Despite the publicity surrounding the Festival of Britain held that year, the British textile industry was suffering a considerable downturn in 1951. Higgs was, however, able to sell some of her designs, including some to leading British firm Tootal, Broadhurst & Lee, and to obtain a position at W. E. Currie in Manchester, although this turned out to be more focused on sales than Higgs had hoped. Back in London she became an agent for the French designer F. Williams Gobeaux, and slowly established a foothold in the textile trade through the sale of individual designs. When Higgs and a friend decided to take a summer motoring holiday to Rome, the friend fell asleep at the wheel and died at the scene of the resulting crash. Higgs was seriously injured and, after a long hospitalisation in Rome, she returned to Wellington in 1952.

Return to Wellington

Aboard ship, Higgs met Douglas Jocelyn (Jock) Beere, an architect returning from a period of work in Britain. The two married in Wellington on 11 February 1955; Higgs retained her maiden name for her professional life. The couple settled in Wellington, and in 1958 Higgs gave birth to their only child, Marguerite.

Higgs began exhibiting watercolours, inspired by the landscape around Wellington, at the Architectural Centre’s gallery. She was a founding member of the Watercolour Society (later Watercolour New Zealand) and an active member of the Thursday Group, whose members included John Drawbridge and Gwen Knight. Higgs joined the New Zealand Academy of Fine Arts, where her presence led the academy to an eventual acceptance of modernism and increased diversity in their exhibitions. Over the next three decades Higgs established herself as a central figure in the Wellington art scene, eventually joining the Academy’s council. Her expressionist watercolours gained her a strong reputation and brought both critical and commercial success. She won the National Bank Award for Watercolour painting (1964) and the IBM Art Award (1985). In 1999 she was included in the Dowse Art Museum’s The eighties show alongside Drawbridge, Doreen Blumhardt, Juliet Peter and Roy Cowan, like her in their eighties.

Revival of interest

In 2000 the rediscovery of her 1949–1950 portfolio, largely intact, led to a retrospective exhibition and the publication of a book, Avis Higgs: joie de vivre. Higgs accompanied a nationwide tour of her textiles from the 1940s and 1950s, supported by some paintings. Collaborative projects with fashion designer Laurie Foon and the Christchurch firm Dilana Rugs, drawing on mid-century designs, followed. Her husband died in 2001, but she embraced this revival of interest in her work. The development of a website by her family to publicise her work further connected her with new audiences, and Higgs became a central figure in a revived interest in mid-century New Zealand design.

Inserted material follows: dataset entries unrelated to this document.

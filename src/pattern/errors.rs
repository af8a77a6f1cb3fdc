use crate::tree::ParseError;
use thiserror::Error;

#[derive(Error, Debug, Clone, PartialEq, Eq)]
pub enum InvalidPatternError {
    #[error("pattern is empty")]
    Empty,

    #[error("invalid metavariable at offset {offset}: {message}")]
    MetaVariable { offset: usize, message: String },

    #[error("metavariable '{name}' is used both as ${name} and $$${name}")]
    KindConflict { name: String },

    #[error("pattern does not parse as {language}: syntax error at offset {offset} (line {line}, column {column})")]
    Syntax {
        language: String,
        offset: usize,
        line: usize,
        column: usize,
    },

    #[error("pattern must contain exactly one top-level node")]
    MultipleNodes,

    #[error("selector kind '{selector}' not found in pattern context")]
    SelectorNotFound { selector: String },

    #[error(transparent)]
    Parse(#[from] ParseError),
}
use crate::cache;
use crate::grammar::{Grammar, GrammarRegistry, KindVocabulary, Language, UnsupportedLanguageError};
use crate::rule::errors::InvalidRuleError;
use crate::rule::schema::{PatternSpec, SerializableRule, SerializableStopBy, StopKeyword};
use crate::rule::{Relation, Rule, StopBy, TextRegex};
use regex::Regex;
use std::collections::{BTreeMap, HashMap};
use std::sync::Arc;
use tracing::debug;

/// Compiles rule objects for one language.
///
/// Utility rules are compiled on first reference and shared between every
/// `matches` that names them.
pub struct RuleCompiler<'a> {
    grammar: &'a dyn Grammar,
    vocabulary: &'a KindVocabulary,
    utils: BTreeMap<String, SerializableRule>,
    compiled_utils: HashMap<String, Arc<Rule>>,
    visiting: Vec<String>,
}

impl<'a> RuleCompiler<'a> {
    pub fn new(grammar: &'a dyn Grammar, vocabulary: &'a KindVocabulary) -> Self {
        Self {
            grammar,
            vocabulary,
            utils: BTreeMap::new(),
            compiled_utils: HashMap::new(),
            visiting: Vec::new(),
        }
    }

    pub fn for_language(
        registry: &'a GrammarRegistry,
        language: &Language,
    ) -> Result<Self, UnsupportedLanguageError> {
        let grammar = registry.grammar(language)?;
        let vocabulary = registry.vocabulary(language)?;
        Ok(Self::new(grammar.as_ref(), vocabulary))
    }

    /// Makes `utils` available to `matches`.
    pub fn with_utils(mut self, utils: BTreeMap<String, SerializableRule>) -> Self {
        self.utils = utils;
        self
    }

    pub fn language(&self) -> &Language {
        self.grammar.language()
    }

    /// Compiles every utility rule, so that unused ones are validated too.
    pub fn compile_utils(&mut self) -> Result<(), InvalidRuleError> {
        let ids: Vec<String> = self.utils.keys().cloned().collect();
        for id in ids {
            self.compile_util(&id, &format!("utils.{id}"))?;
        }
        Ok(())
    }

    /// Compiles the top-level rule of a document.
    pub fn compile(&mut self, rule: &SerializableRule) -> Result<Rule, InvalidRuleError> {
        self.compile_at(rule, "rule")
    }

    /// Compiles `rule`, reporting problems relative to `path`.
    pub fn compile_at(&mut self, rule: &SerializableRule, path: &str) -> Result<Rule, InvalidRuleError> {
        let compiled = self.compile_rule(rule, path, false)?;
        debug!(language = %self.language(), path, "compiled rule");
        Ok(compiled)
    }

    fn compile_rule(
        &mut self,
        rule: &SerializableRule,
        path: &str,
        in_relation: bool,
    ) -> Result<Rule, InvalidRuleError> {
        if !in_relation {
            if rule.stop_by.is_some() {
                return Err(InvalidRuleError::RelationOnly {
                    path: path.to_string(),
                    key: "stopBy",
                });
            }
            if rule.field.is_some() {
                return Err(InvalidRuleError::RelationOnly {
                    path: path.to_string(),
                    key: "field",
                });
            }
        }
        if rule.is_empty() {
            return Err(InvalidRuleError::EmptyRule {
                path: path.to_string(),
            });
        }

        let mut parts = Vec::new();

        if let Some(pattern) = &rule.pattern {
            parts.push(self.compile_pattern(pattern, &format!("{path}.pattern"))?);
        }
        if let Some(kind) = &rule.kind {
            parts.push(self.compile_kind(kind, &format!("{path}.kind"))?);
        }
        if let Some(regex) = &rule.regex {
            let compiled = Regex::new(regex).map_err(|err| InvalidRuleError::Regex {
                path: format!("{path}.regex"),
                message: err.to_string(),
            })?;
            parts.push(Rule::Regex(TextRegex::new(compiled)));
        }
        if let Some(inside) = &rule.inside {
            let relation = self.compile_relation(inside, &format!("{path}.inside"), "inside")?;
            parts.push(Rule::Inside(Box::new(relation)));
        }
        if let Some(has) = &rule.has {
            let relation = self.compile_relation(has, &format!("{path}.has"), "has")?;
            parts.push(Rule::Has(Box::new(relation)));
        }
        if let Some(precedes) = &rule.precedes {
            let relation = self.compile_relation(precedes, &format!("{path}.precedes"), "precedes")?;
            parts.push(Rule::Precedes(Box::new(relation)));
        }
        if let Some(follows) = &rule.follows {
            let relation = self.compile_relation(follows, &format!("{path}.follows"), "follows")?;
            parts.push(Rule::Follows(Box::new(relation)));
        }
        if let Some(all) = &rule.all {
            parts.push(Rule::All(self.compile_list(all, path, "all")?));
        }
        if let Some(any) = &rule.any {
            parts.push(Rule::Any(self.compile_list(any, path, "any")?));
        }
        if let Some(not) = &rule.not {
            let inner = self.compile_rule(not, &format!("{path}.not"), false)?;
            parts.push(Rule::Not(Box::new(inner)));
        }
        if let Some(id) = &rule.matches {
            let util = self.compile_util(id, &format!("{path}.matches"))?;
            parts.push(Rule::Matches(id.clone(), util));
        }

        if parts.len() == 1 {
            Ok(parts.remove(0))
        } else {
            Ok(Rule::All(parts))
        }
    }

    fn compile_pattern(&self, spec: &PatternSpec, path: &str) -> Result<Rule, InvalidRuleError> {
        let compiled = match spec {
            PatternSpec::Code(code) => cache::get_or_compile_pattern(code, None, self.grammar),
            PatternSpec::Contextual(ctx) => {
                cache::get_or_compile_pattern(&ctx.context, Some(&ctx.selector), self.grammar)
            }
        };
        compiled
            .map(Rule::Pattern)
            .map_err(|source| InvalidRuleError::Pattern {
                path: path.to_string(),
                source,
            })
    }

    fn compile_kind(&self, kind: &str, path: &str) -> Result<Rule, InvalidRuleError> {
        if self.vocabulary.has_kind(kind) {
            return Ok(Rule::Kind(kind.to_string()));
        }
        Err(InvalidRuleError::UnknownKind {
            path: path.to_string(),
            kind: kind.to_string(),
            language: self.language().to_string(),
            suggestion: self.vocabulary.suggest_kind(kind),
        })
    }

    fn compile_list(
        &mut self,
        rules: &[SerializableRule],
        path: &str,
        key: &'static str,
    ) -> Result<Vec<Rule>, InvalidRuleError> {
        if rules.is_empty() {
            return Err(InvalidRuleError::EmptyList {
                path: format!("{path}.{key}"),
                key,
            });
        }
        rules
            .iter()
            .enumerate()
            .map(|(i, rule)| self.compile_rule(rule, &format!("{path}.{key}[{i}]"), false))
            .collect()
    }

    fn compile_relation(
        &mut self,
        rule: &SerializableRule,
        path: &str,
        relation: &'static str,
    ) -> Result<Relation, InvalidRuleError> {
        let target = self.compile_rule(rule, path, true)?;

        let stop_by = match &rule.stop_by {
            None | Some(SerializableStopBy::Keyword(StopKeyword::Neighbor)) => StopBy::Neighbor,
            Some(SerializableStopBy::Keyword(StopKeyword::End)) => StopBy::End,
            Some(SerializableStopBy::Rule(stop)) => {
                StopBy::Rule(self.compile_rule(stop, &format!("{path}.stopBy"), false)?)
            }
        };

        let field = match &rule.field {
            None => None,
            Some(_) if matches!(relation, "precedes" | "follows") => {
                return Err(InvalidRuleError::FieldNotAllowed {
                    path: format!("{path}.field"),
                    relation,
                });
            }
            Some(field) if !self.vocabulary.has_field(field) => {
                return Err(InvalidRuleError::UnknownField {
                    path: format!("{path}.field"),
                    field: field.clone(),
                    language: self.language().to_string(),
                });
            }
            Some(field) => Some(field.clone()),
        };

        Ok(Relation {
            rule: target,
            stop_by,
            field,
        })
    }

    fn compile_util(&mut self, id: &str, path: &str) -> Result<Arc<Rule>, InvalidRuleError> {
        if let Some(rule) = self.compiled_utils.get(id) {
            return Ok(Arc::clone(rule));
        }
        if let Some(start) = self.visiting.iter().position(|v| v == id) {
            let mut cycle = self.visiting[start..].to_vec();
            cycle.push(id.to_string());
            return Err(InvalidRuleError::UtilCycle {
                path: path.to_string(),
                cycle: cycle.join(" -> "),
            });
        }
        let Some(definition) = self.utils.get(id).cloned() else {
            return Err(InvalidRuleError::UnknownUtil {
                path: path.to_string(),
                id: id.to_string(),
            });
        };

        self.visiting.push(id.to_string());
        let compiled = self.compile_rule(&definition, &format!("utils.{id}"), false);
        self.visiting.pop();

        let rule = Arc::new(compiled?);
        self.compiled_utils.insert(id.to_string(), Arc::clone(&rule));
        Ok(rule)
    }
}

At this time Avis Higgs’s work at STP was reintroduced to Australian design history, where it had been overshadowed by the later Modernage experiment, and by the fact that styles now synonymous with Australian design had been created by a New Zealander. Works long held anonymously in Australian museum collections were now attributed to her.

In 2006 Higgs was awarded the New Zealand Academy of Fine Arts Governor-General Art Award for long service as an outstanding artist. A retrospective exhibition of her work in both painting and design was held at New Zealand Academy of Fine Arts, Wellington. In 2010 Higgs was inducted into Massey University College of Creative Arts’ Hall of Fame, in recognition of her early affiliation with Wellington Technical School. Higgs continued to paint and exhibit until 2012.

In 2015, artist Sarah Hughes created a large-scale mural ‘Pinwall’, based on the initial 1940 portfolio, as part of the redevelopment of MTG Hawke’s Bay, which holds Higgs’s archives.

Avis Higgs died in Johnsonville, Wellington, on 14 October 2016, aged 98.

How to cite this page:

Douglas Lloyd-Jenkins. 'Higgs, Avis Winifred - Biography', Dictionary of New Zealand Biography, first published in 2022. Te Ara - the Encyclopedia of New Zealand, https://teara.govt.nz/en/biographies/6h12/higgs-avis-winifred (accessed 29 March 2024)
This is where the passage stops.